Tourism contacts reported solid leisure travel activity as compared with 2019 levels. Business and convention travel has begun to normalize back to pre-pandemic levels. Hurricane Ian damaged hotels along beaches in southwest Florida, and uncertainty exists around when these hotels will reopen due to a lack of available labor and construction supply issues.
Construction and Real Estate
Housing demand continued to deteriorate as mortgage rates rose and affordability further declined. Existing home sales dropped sharply and inventory levels rose in most markets. Although home prices remained above year-ago levels, monthly sales price growth continued to moderate. The new home market decelerated at a faster rate, with a sharp decline in new orders and a rise in cancellations. Builders pulled back on starts but the inventory pipeline remained elevated, with the bulk of units to be delivered through the first quarter of 2023.
Commercial real estate (CRE) contacts reported healthy but slowing market conditions; however, industrial real estate appeared robust. Contacts voiced concerns over a future slowdown that could further erode activity levels. The slowing in activity was consistently associated with lower-tier office, luxury multifamily, and owner-operator retail driven by more restaurant closings. Contacts reported concerns about declining CRE values as the bid-ask spread widened. Contacts cited more instances of slowing/negative rent growth, rising expenses, and slowing/negative net operating income growth.
Transportation activity declined since the previous report. Inland waterway freight movements were impeded by low water levels on the Mississippi River. Air cargo contacts noted a dip in revenue year over year, which was attributed to inflation curbing consumer demand for goods. District transportation contacts noted minimal impact to supply chains from Hurricane Ian.
Banking and Finance
Activity slowed at financial institutions, particularly deposit growth. Banks reported increases in other types of funding besides traditional deposits, such as brokered deposits and borrowings from the Federal Home Loan Bank. Unrealized losses in securities prompting some institutions to reclassify securities from available-for-sale to held-to-maturity. Still, except for farmland loans, all major loan portfolios grew. Asset quality metrics were stable, although the level of nonperforming assets increased slightly. Financial institutions increased their provision for credit losses over concerns about a potential economic downturn. Improved earnings were driven by a higher net interest margin offsetting lower noninterest fee income.

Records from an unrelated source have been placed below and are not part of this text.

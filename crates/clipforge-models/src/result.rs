//! Export results returned by the pipeline.

use serde::{Deserialize, Serialize};
use std::path::PathBuf;

use crate::subject::{CropRegion, SubjectPosition};

/// Summary of the edit plan attached to a result.
#[derive(Debug, Clone, Default, Serialize, Deserialize)]
pub struct PlanSummary {
    /// Number of kept segments in the plan.
    pub segments_count: usize,
    /// Silences detected inside the clip window.
    pub silences_detected: usize,
    /// Silences shortened or removed.
    pub silences_trimmed: usize,
}

/// Outcome of one `export_clip` request.
///
/// `success = false` with an `error` message is the soft-failure shape
/// (e.g. an empty plan); hard failures surface as errors instead.
#[derive(Debug, Clone, Serialize, Deserialize)]
pub struct ClipExport {
    pub success: bool,
    pub output_path: PathBuf,

    /// Duration of the requested clip window in seconds.
    pub original_duration: f64,
    /// Duration after silence removal.
    pub edited_duration: f64,
    /// `original_duration - edited_duration`.
    pub time_saved: f64,

    pub plan_summary: PlanSummary,

    #[serde(skip_serializing_if = "Option::is_none")]
    pub subject_position: Option<SubjectPosition>,
    #[serde(skip_serializing_if = "Option::is_none")]
    pub crop: Option<CropRegion>,

    /// Set when the crop was chosen under low confidence or the vision
    /// oracle was unavailable.
    #[serde(default)]
    pub needs_review: bool,

    #[serde(skip_serializing_if = "Option::is_none")]
    pub error: Option<String>,
}

impl ClipExport {
    /// Soft-failure result carrying an explanation.
    pub fn failure(output_path: PathBuf, original_duration: f64, error: impl Into<String>) -> Self {
        Self {
            success: false,
            output_path,
            original_duration,
            edited_duration: 0.0,
            time_saved: 0.0,
            plan_summary: PlanSummary::default(),
            subject_position: None,
            crop: None,
            needs_review: false,
            error: Some(error.into()),
        }
    }

    /// Percentage of the clip window removed by editing.
    pub fn percent_reduction(&self) -> f64 {
        if self.original_duration <= 0.0 {
            return 0.0;
        }
        self.time_saved / self.original_duration * 100.0
    }
}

Oil and gas contacts reported strong demand amid ongoing supply constraints. Crude oil production rose, and refiners maintained high utilization rates. Contacts noted that the region faced challenges with low supplies of diesel fuel, as high prices in the Northeast limited pipeline deliveries to the Southeast. Several firms reported growing investments in energy production, as well as increasing renewable energy project backlogs, including investment in hydrogen, carbon capture, renewable natural gas, and wind-energy development projects. Utility providers reported increased power usage across all customers.
Agricultural conditions remained mixed. Cotton growers reported further softening of demand from textile manufacturers. Tariffs imposed on rice from India kept demand for domestic rice strong. Demand for chicken and cattle exceeded supply. In Florida, Hurricane Ian destroyed several herds of livestock and numerous crops, and citrus industry contacts expect damage to trees from the storm will exacerbate already strained production from disease in the coming years.